Intervistando i giocatori esperti che ancora rifiutano di scaricare app per scommesse, slot e tavoli live come complemento all’esperienza dei casinò reali, una risposta sembra essere il denominatore comune delle diverse reazioni. Le storie di truffe perpetrate ai danni dei giocatori, purtroppo non rare agli albori della rete, hanno creato una macchia difficile da rimuovere nella credibilità delle piattaforme dedicate al gioco online.
È anche vero, però, che sono passati oltre trent’anni dai primi siti e che la tecnologia ha fatto passi da gigante nella protezione dei dati condivisi dagli utenti e conservati nei sistemi informatici. I livelli di protezione informatica nell’Internet di oggi, a partire dai certificati SSL, possono far dormire sonni tranquilli anche ai giocatori più ansiosi.
La credibilità delle piattaforme non si misura solo in termini di protezione dei dati di pagamento, ma anche dell’onestà con cui i software di gioco gestiscono la casualità degli esiti di ciascuna giocata, si pensi solo, per esempio, ai giri di slot. Gli operatori di gioco legali devono essere in possesso di una licenza valida e che li sottopone al controllo quotidiano da parte degli enti regolatori preposti. Le procedure KYC, ormai automatizzate, permettono inoltre ai siti dove si scommette denaro di controllarne la fonte e impedire che schedine o tavoli live vengano utilizzati per riciclare i proventi di attività illecite.

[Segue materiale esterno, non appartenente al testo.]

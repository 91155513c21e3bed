//! Conflict detection and resolution.
//!
//! Items disagree when at least two clear the confidence floor and their
//! values differ: numbers by a coefficient of variation above 10%, anything
//! else by serialized inequality. Resolution tries the registered rules in
//! priority order and falls back to the requested strategy.

use std::collections::HashMap;
use std::sync::Arc;

use chrono::Utc;
use serde_json::Value;
use tokio::sync::RwLock;
use tracing::{debug, info, warn};
use uuid::Uuid;

use crate::domain::errors::{DomainError, DomainResult};
use crate::domain::models::conflict::coefficient_of_variation;
use crate::domain::models::{Conflict, ConflictConfig, ConflictItem, Resolution, ResolutionStrategy};
use crate::domain::ports::ConflictMediator;

/// Numeric spread above which values are considered to disagree.
pub const NUMERIC_CONFLICT_CV: f64 = 0.10;

/// Relative tolerance for grouping numbers in `consensus`.
pub const CONSENSUS_TOLERANCE: f64 = 0.05;

/// What a rule or strategy picked.
#[derive(Debug, Clone, PartialEq)]
pub struct Selection {
    pub value: Value,
    pub confidence: f64,
    pub contributing_sources: Vec<String>,
    pub reasoning: String,
}

impl Selection {
    fn from_item(item: &ConflictItem, reasoning: String) -> Self {
        Self {
            value: item.value.clone(),
            confidence: item.confidence,
            contributing_sources: vec![item.source.clone()],
            reasoning,
        }
    }
}

/// A statically prioritized shortcut that pre-empts the requested strategy.
pub trait ResolutionRule: Send + Sync {
    fn name(&self) -> &str;

    /// Higher runs first.
    fn priority(&self) -> i32;

    /// Categories the rule applies to. Empty means every category.
    fn categories(&self) -> &[String] {
        &[]
    }

    fn select(&self, conflict: &Conflict) -> Option<Selection>;

    fn applies_to(&self, category: &str) -> bool {
        let categories = self.categories();
        categories.is_empty() || categories.iter().any(|c| c == category)
    }
}

/// Exactly one item above the threshold wins outright.
pub struct HighConfidenceSingleSource {
    threshold: f64,
}

impl HighConfidenceSingleSource {
    pub fn new(threshold: f64) -> Self {
        Self { threshold }
    }
}
impl TaskState {
    /// Create a fresh `Idle` task state.
    pub fn new(agent_name: impl Into<String>, task_id: Uuid) -> Self {
        let now = Utc::now();
        Self {
            task_id,
            agent_name: agent_name.into(),
            current_state: AgentState::Idle,
            previous_state: None,
            context: TaskContext::default(),
            state_entered_at: now,
            transition_count: 0,
            created_at: now,
            updated_at: now,
        }
    }

    pub fn is_terminal(&self) -> bool {
        self.current_state.is_terminal()
    }

    pub fn is_active(&self) -> bool {
        self.current_state.is_active()
    }

    pub fn is_waiting(&self) -> bool {
        self.current_state.is_waiting()
    }

    pub fn is_paused(&self) -> bool {
        self.current_state == AgentState::Paused
    }

    fn invalid(&self, event: &StateEvent, reason: impl Into<String>) -> DomainError {
        DomainError::InvalidTransition {
            from: self.current_state.to_string(),
            event: event.event_type.to_string(),
            reason: reason.into(),
        }
    }

    /// Resolve the target state for `event` without mutating anything.
    pub fn resolve_target(&self, event: &StateEvent) -> DomainResult<AgentState> {
        let from = self.current_state;
        let target = if event.event_type == EventType::Resume {
            if from != AgentState::Paused {
                return Err(self.invalid(event, "RESUME is only valid from paused"));
            }
            self.context
                .pause_snapshot
                .as_ref()
                .map(|snapshot| snapshot.paused_from)
                .ok_or_else(|| self.invalid(event, "no pause snapshot to resume from"))?
        } else {
            event
                .event_type
                .target_state(from)
                .ok_or_else(|| self.invalid(event, "event not accepted in this state"))?
        };

        if !from.can_transition_to(target) {
            return Err(self.invalid(
                event,
                format!("{from} -> {target} is not in the adjacency table"),
            ));
        }
        Ok(target)
    }

    /// Apply `event`, returning the audit record.
    ///
    /// On error the state is left untouched.
    pub fn apply(&mut self, event: &StateEvent) -> DomainResult<TransitionRecord> {
        let target = self.resolve_target(event)?;
        let from = self.current_state;
        let now = Utc::now();
        let duration_ms = u64::try_from((now - self.state_entered_at).num_milliseconds()).unwrap_or(0);

        self.patch_context(event, from, now);
        self.previous_state = Some(from);
        self.current_state = target;
        self.state_entered_at = now;
        self.transition_count += 1;
        self.updated_at = now;

        Ok(TransitionRecord {
            id: Uuid::new_v4(),
            task_id: self.task_id,
            agent_name: self.agent_name.clone(),
            from_state: from,
            to_state: target,
            event_type: event.event_type,
            payload: event.payload.clone(),
            duration_ms,
            created_at: now,
        })
    }

    fn patch_context(&mut self, event: &StateEvent, from: AgentState, now: DateTime<Utc>) {
        let ctx = &mut self.context;
        match event.event_type {
            EventType::Start => {
                ctx.last_error = None;
            }
            EventType::PlanComplete => {
                ctx.plan_id = event.payload_str("plan_id");
                ctx.current_step_id = None;
            }
            EventType::AdaptationComplete => {
                if let Some(plan_id) = event.payload_str("plan_id") {
                    ctx.plan_id = Some(plan_id);
                }
                ctx.current_step_id = None;
                ctx.iteration += 1;
            }
            EventType::StepStarted | EventType::StepComplete => {
                ctx.current_step_id = event.payload_str("step_id");
            }
            EventType::StepFailed => {
                let step_id = event.payload_str("step_id").or_else(|| ctx.current_step_id.clone());
                ctx.last_error = Some(StepError {
                    step_id,
                    message: event
                        .payload_str("error")
                        .unwrap_or_else(|| "step failed".to_string()),
                });
            }
            EventType::ExecutionComplete => {
                ctx.current_step_id = None;
            }
            EventType::EvaluationFailed => {
                ctx.iteration += 1;
            }
            EventType::NeedInput | EventType::WaitForAgent => {
                let kind = if event.event_type == EventType::NeedInput {
                    WaitKind::Input
                } else {
                    WaitKind::Agent
                };
                ctx.wait = Some(WaitDescriptor {
                    kind,
                    reason: event.payload_str("reason"),
                    agent: event.payload_str("agent"),
                    since: now,
                });
            }
            EventType::InputReceived | EventType::AgentResponded => {
                ctx.wait = None;
                if !event.payload.is_null() {
                    let key = if event.event_type == EventType::InputReceived {
                        "last_input"
                    } else {
                        "last_agent_response"
                    };
                    ctx.custom.insert(key.to_string(), event.payload.clone());
                }
            }
            EventType::Pause => {
                let mut snapshot = ctx.clone();
                snapshot.pause_snapshot = None;
                ctx.pause_snapshot = Some(PauseSnapshot {
                    paused_from: from,
                    context: Box::new(snapshot),
                });
            }
            EventType::Resume => {
                if let Some(snapshot) = ctx.pause_snapshot.take() {
                    *ctx = *snapshot.context;
                }
            }
            EventType::Fail => {
                ctx.pause_snapshot = None;
                ctx.last_error = Some(StepError {
                    step_id: event.payload_str("step_id").or_else(|| ctx.current_step_id.clone()),
                    message: event
                        .payload_str("error")
                        .unwrap_or_else(|| format!("failed while {from}")),
                });
            }
            EventType::Cancel => {
                ctx.pause_snapshot = None;
                ctx.wait = None;
                if let Some(reason) = event.payload_str("reason") {
                    ctx.custom
                        .insert("cancel_reason".to_string(), Value::String(reason));
                }
            }
            EventType::Reset => {
                *ctx = TaskContext::default();
            }
            EventType::Initialized | EventType::EvaluationPassed | EventType::Replan => {}
        }
    }
}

L’integrazione tra un sito e un metodo di pagamento è al giorno d’oggi una procedura informatica relativamente semplice. Questo spiega perché le piattaforme di gioco di oggi ne possono offrire a decine, venendo incontro alle esigenze degli utenti di tutto il mondo, dagli americani di Venmo agli italiani di PostePay.
Le carte accettate, infatti, includono le tre modalità di credito, debito e prepagata su circuiti come Mastercard, Visa, Diners o Discovery. Ai portafogli elettronici più conosciuti se ne affiancano altri sempre più popolari, come Perfect Money o Neteller, oltre a UnionPay per bonifici rapidi soprattutto da parte di chi risiede in Asia.
Presenza ormai immancabile sono anche le criptovalute, i cui possessori sono ben lieti di trovare nelle piattaforme per il gioco online un modo per utilizzarle direttamente, senza doverle prima convertire in valuta fiat tramite intermediari. A Bitcoin e Ethereum si accompagna spesso anche Tether, il dollaro virtuale, e le sorelle come Bitcoin Cash o Litecoin.